If you are going to continue troubleshooting, I would try breaking the network into smaller pieces, stabilize one end of the network disconnected from the larger network and keep moving across the network to see at what point the Dante traffic breaks (may be hard to do since this probably requires messing with the campus LAN). Or, swap out the Ubiquiti with a Netgear and see if it starts to play any nicer. Gigabit switches aren't that expensive and your IT dept probably has a spare switch sitting on a shelf or in a rack that you can at least test with.

The perfect scenario is having AV on an isolated network. The next best scenario is having AV on its own infrastructure that is tied into the campus network -- but the campus network isn't inserted in the critical signal path for streaming media traffic. The next best scenario is piggybacking off a campus network that's on a uniform set of switches and configs. I generally would not recommend being on the network you've described where it's a hodgepodge of different makes/models/configs/bandwidths.

If you are purchasing new switches, the Cisco SG350 series is the industry standard for Dante. Certainly many other makes/models of switches will work, but the SG350 series poses the least amount of risk and with the SFP slots you can directly tie into that fiber run.


----------



## Rob (Jul 6, 2020)

Have you considered that the switch doing your IGMP queries may not support the number of devices snooping? My colleague Wayne Howell (Artistic License) wrote three good articles in Lighting & Sound International magazine on this subject and some test tools available for download here. 

For those watching this thread but need a bit more info on IGMP, both sACN or Dante make good use of it. I did two videos explaining the basics. The first is a primer where the second is a real world example. 

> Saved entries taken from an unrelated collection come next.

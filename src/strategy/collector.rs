use super::deduction::Step;
use std::collections::HashSet;

/// Accumulates the steps of one search.
///
/// Steps without conclusions and steps equal to an earlier one are dropped.
/// In *only first* mode the first accepted step ends the search.
#[derive(Debug, Clone, Default)]
pub struct StepCollector {
    only_first: bool,
    seen: HashSet<Step>,
    steps: Vec<Step>,
}

impl StepCollector {
    /// Collector keeping every step
    pub fn all() -> Self {
        StepCollector::default()
    }

    /// Collector that is done after the first step
    pub fn first() -> Self {
        StepCollector {
            only_first: true,
            ..StepCollector::default()
        }
    }

    /// Adds a step. Returns `true` if the search should stop.
    pub fn push(&mut self, step: Step) -> bool {
        if self.is_done() {
            return true;
        }
        if step.conclusions().is_empty() || self.seen.contains(&step) {
            return false;
        }
        tracing::trace!(technique = step.technique().name(), conclusions = step.conclusions().len(), "step");
        self.seen.insert(step.clone());
        self.steps.push(step);
        self.is_done()
    }

    /// Checks whether no more steps are accepted
    pub fn is_done(&self) -> bool {
        self.only_first && !self.steps.is_empty()
    }

    /// Number of accepted steps
    pub fn len(&self) -> usize {
        self.steps.len()
    }

    #[allow(missing_docs)]
    pub fn is_empty(&self) -> bool {
        self.steps.is_empty()
    }

    /// Returns the steps ordered by pattern length, then technique.
    /// Steps with equal keys keep the order they were found in.
    pub fn into_steps(self) -> Vec<Step> {
        let mut steps = self.steps;
        steps.sort_by_key(|step| (step.pattern_len(), step.technique().code()));
        steps
    }
}

#[cfg(test)]
mod test {
    use super::*;
    use crate::bitset::Set;
    use crate::board::{Candidate, CandidateSet, Cell};
    use crate::chaining::{Pattern, RectangleKind};
    use crate::strategy::deduction::{Justification, Technique, View};

    fn step(technique: Technique, corners: &[u8], eliminated: Candidate) -> Step {
        let pattern = Pattern::Rectangle {
            kind: RectangleKind::Unique,
            cells: corners.iter().map(|&c| Cell::new(c)).collect(),
            digits: Set::NONE,
            extra_digits: Set::NONE,
        };
        Step::new(
            technique,
            None,
            CandidateSet::from(eliminated),
            Justification::Rectangle(pattern),
            View::default(),
        )
    }

    #[test]
    fn duplicates_and_empty_steps_are_dropped() {
        let mut collector = StepCollector::all();
        let a = step(Technique::UniqueRectangleType1, &[0, 1, 27, 28], Candidate::new(28, 1));
        assert!(!collector.push(a.clone()));
        assert!(!collector.push(a));
        let empty = Step::new(
            Technique::XChain,
            None,
            CandidateSet::NONE,
            Justification::Rectangle(Pattern::Rectangle {
                kind: RectangleKind::Unique,
                cells: Set::NONE,
                digits: Set::NONE,
                extra_digits: Set::NONE,
            }),
            View::default(),
        );
        assert!(!collector.push(empty));
        assert_eq!(collector.len(), 1);
    }

    #[test]
    fn only_first() {
        let mut collector = StepCollector::first();
        assert!(collector.push(step(Technique::UniqueRectangleType1, &[0, 1, 27, 28], Candidate::new(0, 1))));
        assert!(collector.push(step(Technique::UniqueRectangleType1, &[0, 1, 27, 28], Candidate::new(0, 2))));
        assert_eq!(collector.into_steps().len(), 1);
    }

    #[test]
    fn ordered_by_length_then_code() {
        let mut collector = StepCollector::all();
        collector.push(step(Technique::AvoidableRectangleType1, &[0, 1, 27, 28], Candidate::new(0, 1)));
        collector.push(step(Technique::UniqueRectangleType1, &[0, 1, 27], Candidate::new(0, 2)));
        collector.push(step(Technique::UniqueRectangleType1, &[0, 1, 27, 28], Candidate::new(0, 3)));
        let techniques: Vec<_> = collector.into_steps().iter().map(|s| (s.pattern_len(), s.technique())).collect();
        assert_eq!(
            techniques,
            [
                (3, Technique::UniqueRectangleType1),
                (4, Technique::UniqueRectangleType1),
                (4, Technique::AvoidableRectangleType1),
            ]
        );
    }
}
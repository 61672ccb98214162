use super::LinkOption;
use crate::bitset::Set;
use crate::board::{Candidate, Cell, Digit, House};
use crate::chaining::{Links, Node};
use crate::Grid;

pub(super) fn collect_locked_candidate_links(grid: &Grid, option: LinkOption, links: &mut Links) {
    for house in House::all() {
        for digit in Digit::all() {
            let cells = grid.house_digit_cells(house, digit);
            if cells.len() < 2 {
                continue;
            }

            let segments = segments(house, cells);
            for (i, &first) in segments.iter().enumerate() {
                for &second in &segments[i + 1..] {
                    if first.overlaps(second) || (first.len() == 1 && second.len() == 1) {
                        continue;
                    }
                    if !option.admits(first) || !option.admits(second) {
                        continue;
                    }
                    let (a, b) = match (Node::group(first, digit), Node::group(second, digit)) {
                        (Some(a), Some(b)) => (a, b),
                        _ => continue,
                    };
                    if is_grouped_strong_link(cells, first, second) {
                        links.add_conjugate(a, b, None);
                    } else {
                        links.add_weak(a, b, None);
                    }
                }

                if first.len() < 2 || !option.admits(first) {
                    continue;
                }
                let group = match Node::group(first, digit) {
                    Some(group) => group,
                    None => continue,
                };
                for cell in cells.without(first) {
                    let single = Node::single(Candidate { cell, digit });
                    if first | cell == cells {
                        links.add_conjugate(group, single, None);
                    } else {
                        links.add_weak(group, single, None);
                    }
                }
            }
        }
    }
}

/// Parts of `cells` that are confined to the intersection of `house` with a crossing house.
fn segments(house: House, cells: Set<Cell>) -> Vec<Set<Cell>> {
    let mut segments: Vec<Set<Cell>> = house
        .crossing_houses()
        .into_iter()
        .map(|crossing| cells & crossing.cells())
        .filter(|segment| !segment.is_empty())
        .collect();
    segments.sort();
    segments.dedup();
    segments
}

/// Two disjoint parts make up all candidates of a digit in a house, so one of them must hold it.
pub(crate) fn is_grouped_strong_link(house_cells: Set<Cell>, first: Set<Cell>, second: Set<Cell>) -> bool {
    !first.overlaps(second) && first | second == house_cells && (first.len() > 1 || second.len() > 1)
}

#[cfg(test)]
mod test {
    use super::*;
    use crate::board::CellState;
    use crate::chaining::LinkKind;

    fn grid_with_digit_1_in(cells: &[u8]) -> Grid {
        let mut states = [CellState::Given(Digit::new(9)); 81];
        for &cell in cells {
            states[cell as usize] = CellState::Candidates(Digit::new(1).as_set() | Digit::new(2));
        }
        Grid::from_cell_states(states)
    }

    fn set(cells: &[u8]) -> Set<Cell> {
        cells.iter().map(|&c| Cell::new(c)).collect()
    }

    #[test]
    fn two_segments_in_a_row_are_strongly_linked() {
        // row 1: two cells in block 1, one in block 3
        let grid = grid_with_digit_1_in(&[0, 1, 7]);
        let mut links = Links::new();
        collect_locked_candidate_links(&grid, LinkOption::Intersection, &mut links);

        let grouped = links
            .strong()
            .iter()
            .filter(|link| link.first().digit() == Some(Digit::new(1)))
            .find(|link| link.first().is_grouped() || link.second().is_grouped())
            .copied();
        let link = grouped.expect("grouped strong link");
        assert_eq!(link.first().cells() | link.second().cells(), set(&[0, 1, 7]));
        assert_eq!(link.kind(), LinkKind::Strong);
    }

    #[test]
    fn three_segments_only_yield_weak_links() {
        let grid = grid_with_digit_1_in(&[0, 1, 4, 7]);
        let mut links = Links::new();
        collect_locked_candidate_links(&grid, LinkOption::Intersection, &mut links);

        let row_1 = House::new(0).cells();
        assert!(!links
            .strong()
            .iter()
            .filter(|link| link.first().digit() == Some(Digit::new(1)))
            .any(|link| row_1.contains(link.first().cells() | link.second().cells())));
        assert!(links
            .weak()
            .iter()
            .any(|link| link.first().cells() | link.second().cells() == set(&[0, 1, 4])));
    }

    #[test]
    fn grouped_strong_link_predicate() {
        let all = set(&[0, 1, 7]);
        assert!(is_grouped_strong_link(all, set(&[0, 1]), set(&[7])));
        assert!(!is_grouped_strong_link(all, set(&[0]), set(&[7])));
        assert!(!is_grouped_strong_link(all, set(&[0, 1]), set(&[1, 7])));
    }
}
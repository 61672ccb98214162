use super::prelude::*;
use crate::chaining::{find_chains, Chain, ChainResult, LinkGraph};

fn technique(result: &ChainResult) -> Technique {
    let chain = &result.chain;
    let uses_pattern = chain.links().iter().any(|link| link.pattern().is_some());
    if result.assignment.is_some() {
        Technique::DiscontinuousNiceLoop
    } else if chain.is_grouped() || uses_pattern {
        Technique::GroupedAlternatingInferenceChain
    } else if chain.is_single_digit() {
        Technique::XChain
    } else {
        Technique::AlternatingInferenceChain
    }
}

fn view(chain: &Chain) -> View {
    let candidates = chain
        .nodes()
        .iter()
        .fold(CandidateSet::NONE, |acc, node| acc.union(node.candidates()));
    let houses = chain
        .links()
        .iter()
        .filter_map(|link| link.pattern())
        .fold(Set::<House>::NONE, |acc, pattern| acc | pattern.houses());
    View {
        cells: candidates.cells(),
        candidates,
        houses,
        links: chain.links().to_vec(),
    }
}

/// Reports a step for every conclusion an alternating inference chain of at most `max_nodes` nodes proves.
pub(crate) fn find_alternating_chains(
    grid: &Grid,
    graph: &LinkGraph,
    max_nodes: usize,
    mut on_chain: impl FnMut(Step) -> bool,
) -> Result<(), Unsolvable> {
    find_chains(grid, graph, max_nodes, |result| {
        let step = Step::new(
            technique(&result),
            result.assignment,
            result.eliminations,
            Justification::Chain(result.chain.clone()),
            view(&result.chain),
        );
        on_chain(step)
    });
    Ok(())
}

#[cfg(test)]
mod test {
    use super::*;
    use crate::board::CellState;
    use crate::chaining::{ChainingRule, LinkOption};

    #[test]
    fn x_chain() {
        // digit 1 in r1c1, r7c1, r7c5, r2c5 and r2c2
        let mut states = [CellState::Given(Digit::new(9)); 81];
        for &cell in &[0usize, 54, 58, 13, 10] {
            states[cell] = CellState::Candidates(Digit::new(1).as_set() | Digit::new(2));
        }
        let grid = Grid::from_cell_states(states);
        let graph = LinkGraph::build(&grid, &[ChainingRule::DigitChain], LinkOption::Intersection);

        let mut steps = vec![];
        find_alternating_chains(&grid, &graph, 8, |step| {
            steps.push(step);
            false
        })
        .unwrap();

        let step = steps
            .iter()
            .find(|step| step.eliminations().any(|c| c == Candidate::new(10, 1)))
            .expect("x-chain eliminating r2c2");
        assert_eq!(step.technique(), Technique::XChain);
        assert!(step.view().cells.contains(Cell::new(0)));
        match step.justification() {
            Justification::Chain(chain) => assert_eq!(chain.len(), step.view().links.len()),
            other => panic!("unexpected justification {:?}", other),
        }
    }
}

If you're interested in why an Entertainment Class Switch is sometimes a good choice when building networks, vs choosing Enterprise Class switches, watch my video called Why VIA?. I discuss, among other things, why and what Wireshark does and how it helps to debug some of these issues.


----------



## StradivariusBone (Jul 6, 2020)

That's a possibility. All I know is that with IGMP on with the Unifi switch, zero multicast traffic was allowed through the uplink port. I could not find a way to mitigate that through settings. I believe the rest of the switches on the network still have it enabled at this point. Only two of them have quieriers. 

The plan now I think is to put media converters on either end of the fiber run. Go from broadcast room switch--->media converter--->fiber--->patch at the midpoint IDF--->fiber--->Media Converter--->booth switch. And then get an edge router in the broadcast room to connect to the main network. That way we cut out some switch hops and distance ourselves from the other traffic on the network.


----------



## rphilip (Jul 6, 2020)

StradivariusBone said:


> That's a possibility. All I know is that with IGMP on with the Unifi switch, zero multicast traffic was allowed through the uplink port. I could not find a way to mitigate that through settings. I believe the rest of the switches on the network still have it enabled at this point. Only two of them have quieriers.
> 
> The plan now I think is to put media converters on either end of the fiber run. Go from broadcast room switch--->media converter--->fiber--->patch at the midpoint IDF--->fiber--->Media Converter--->booth switch. And then get an edge router in the broadcast room to connect to the main network. That way we cut out some switch hops and distance ourselves from the other traffic on the network.


Double check but I think you only want one IGMP quierier on.

Your plan of getting semi-isolated make a lot of sense and will probably clear up your problems and is a better solution.

Philip


----------



## StradivariusBone (Jul 6, 2020)

The quierier apparently uses an election process not that dissimilar to the dante clock elections. I set one as the primary and the other as a secondary, but ideally the switches will decide which one is the better. Again, these are regular Netgear switches without many bells and whistles so it's anyones guess how well they handle it.


----------



## Rob (Jul 6, 2020)

StradivariusBone said:


> The quierier apparently uses an election process not that dissimilar to the dante clock elections.



That is how our VIA switches work. We state in the manual that you should have _at least_ two quieriers and snooping turned on for every VLAN that may have multicast devices attached.


----------



## Ben Stiegler (Jul 8, 2020)

Try turning off all the non Dante equipment as an experiment. Kill the cameras, etc. if the Dante clock is happier, you have your answer re 100Mb bottleneck. QoS adjustments might also save you ... losing a few frames from a parking lot cam might be acceptable til you can get faster media converters. Also, let's not assume that the fiber was terminated cleanly. Many moons ago I did a training with Sprint North Supply (anyone remember them? Early distro giant)band it was not easy to do it right. Now imagine some electrician who watched a video the night before doing his first fiber terms on your campus...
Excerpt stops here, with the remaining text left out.